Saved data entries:

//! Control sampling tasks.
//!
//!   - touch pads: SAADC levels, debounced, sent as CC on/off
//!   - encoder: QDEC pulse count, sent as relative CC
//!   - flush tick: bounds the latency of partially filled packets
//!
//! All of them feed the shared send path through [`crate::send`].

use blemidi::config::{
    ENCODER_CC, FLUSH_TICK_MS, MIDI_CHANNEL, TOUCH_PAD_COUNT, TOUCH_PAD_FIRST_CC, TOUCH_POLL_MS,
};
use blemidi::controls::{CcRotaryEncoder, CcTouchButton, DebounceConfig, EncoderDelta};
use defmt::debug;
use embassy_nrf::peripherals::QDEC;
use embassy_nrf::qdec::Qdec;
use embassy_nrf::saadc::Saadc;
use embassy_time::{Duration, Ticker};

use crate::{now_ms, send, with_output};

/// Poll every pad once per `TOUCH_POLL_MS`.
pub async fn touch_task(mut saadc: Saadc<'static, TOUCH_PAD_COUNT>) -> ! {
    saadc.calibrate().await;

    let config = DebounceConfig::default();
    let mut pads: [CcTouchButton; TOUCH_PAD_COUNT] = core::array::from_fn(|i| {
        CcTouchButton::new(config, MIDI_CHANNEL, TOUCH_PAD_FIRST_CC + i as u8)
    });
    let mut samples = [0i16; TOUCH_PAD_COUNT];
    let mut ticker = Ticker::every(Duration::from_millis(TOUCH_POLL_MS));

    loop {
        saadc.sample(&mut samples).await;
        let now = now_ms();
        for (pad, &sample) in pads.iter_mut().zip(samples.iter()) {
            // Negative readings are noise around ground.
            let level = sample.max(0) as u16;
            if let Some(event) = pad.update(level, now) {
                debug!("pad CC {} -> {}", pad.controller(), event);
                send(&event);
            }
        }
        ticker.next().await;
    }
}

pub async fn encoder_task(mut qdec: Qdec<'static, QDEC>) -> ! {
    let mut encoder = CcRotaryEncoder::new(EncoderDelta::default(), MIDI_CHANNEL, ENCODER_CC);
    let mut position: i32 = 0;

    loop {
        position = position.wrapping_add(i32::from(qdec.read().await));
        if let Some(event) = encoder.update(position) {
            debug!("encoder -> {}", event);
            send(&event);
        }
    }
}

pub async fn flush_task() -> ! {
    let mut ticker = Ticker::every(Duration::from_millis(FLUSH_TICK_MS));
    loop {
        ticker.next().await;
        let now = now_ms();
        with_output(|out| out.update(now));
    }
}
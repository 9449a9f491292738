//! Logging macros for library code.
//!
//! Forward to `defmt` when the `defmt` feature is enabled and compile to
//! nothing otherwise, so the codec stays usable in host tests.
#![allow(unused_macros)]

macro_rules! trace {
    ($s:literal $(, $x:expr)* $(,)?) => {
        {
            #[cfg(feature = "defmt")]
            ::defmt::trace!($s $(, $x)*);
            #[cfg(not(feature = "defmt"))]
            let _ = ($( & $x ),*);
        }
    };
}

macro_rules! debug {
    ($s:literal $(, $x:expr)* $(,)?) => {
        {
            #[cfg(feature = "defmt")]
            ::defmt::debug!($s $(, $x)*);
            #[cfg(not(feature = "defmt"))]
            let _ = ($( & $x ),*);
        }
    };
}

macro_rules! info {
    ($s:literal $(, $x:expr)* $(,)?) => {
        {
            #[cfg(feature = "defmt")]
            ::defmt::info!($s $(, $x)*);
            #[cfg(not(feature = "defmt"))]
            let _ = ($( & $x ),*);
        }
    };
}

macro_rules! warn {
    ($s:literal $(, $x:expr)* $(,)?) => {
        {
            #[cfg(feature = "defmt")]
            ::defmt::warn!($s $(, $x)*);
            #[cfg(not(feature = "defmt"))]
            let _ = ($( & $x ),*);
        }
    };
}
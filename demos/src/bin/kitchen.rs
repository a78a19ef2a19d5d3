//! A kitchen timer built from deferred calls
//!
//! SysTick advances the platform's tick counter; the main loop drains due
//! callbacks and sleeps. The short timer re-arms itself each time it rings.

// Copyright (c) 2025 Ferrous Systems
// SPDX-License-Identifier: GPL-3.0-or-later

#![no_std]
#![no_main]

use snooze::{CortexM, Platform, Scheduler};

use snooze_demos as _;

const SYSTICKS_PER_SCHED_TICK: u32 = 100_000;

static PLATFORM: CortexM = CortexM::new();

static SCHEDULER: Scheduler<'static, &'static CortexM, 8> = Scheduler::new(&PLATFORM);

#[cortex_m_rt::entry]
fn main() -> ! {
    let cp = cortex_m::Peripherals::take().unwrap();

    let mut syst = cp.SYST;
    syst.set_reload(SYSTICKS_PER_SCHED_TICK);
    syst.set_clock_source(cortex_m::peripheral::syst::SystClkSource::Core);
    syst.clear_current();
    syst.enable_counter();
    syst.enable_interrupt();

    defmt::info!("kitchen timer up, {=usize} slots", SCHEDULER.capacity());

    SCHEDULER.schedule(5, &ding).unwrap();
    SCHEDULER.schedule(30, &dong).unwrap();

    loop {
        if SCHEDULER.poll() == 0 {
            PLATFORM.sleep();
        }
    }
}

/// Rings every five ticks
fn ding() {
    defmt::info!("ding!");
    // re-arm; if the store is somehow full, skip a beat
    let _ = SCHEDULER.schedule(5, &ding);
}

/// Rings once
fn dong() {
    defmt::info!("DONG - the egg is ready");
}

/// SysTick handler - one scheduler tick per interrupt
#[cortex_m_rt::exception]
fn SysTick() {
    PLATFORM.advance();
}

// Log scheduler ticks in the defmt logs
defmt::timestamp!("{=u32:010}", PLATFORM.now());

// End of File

- [PROBLEM TO WORK ON] One stretch of the lines above is wanted, from the line that contains "let config = DebounceConfig::default();" through the line that contains "let mut samples". Output it exactly.

- [TASK RESPONSE]
    let config = DebounceConfig::default();
    let mut pads: [CcTouchButton; TOUCH_PAD_COUNT] = core::array::from_fn(|i| {
        CcTouchButton::new(config, MIDI_CHANNEL, TOUCH_PAD_FIRST_CC + i as u8)
    });
    let mut samples = [0i16; TOUCH_PAD_COUNT];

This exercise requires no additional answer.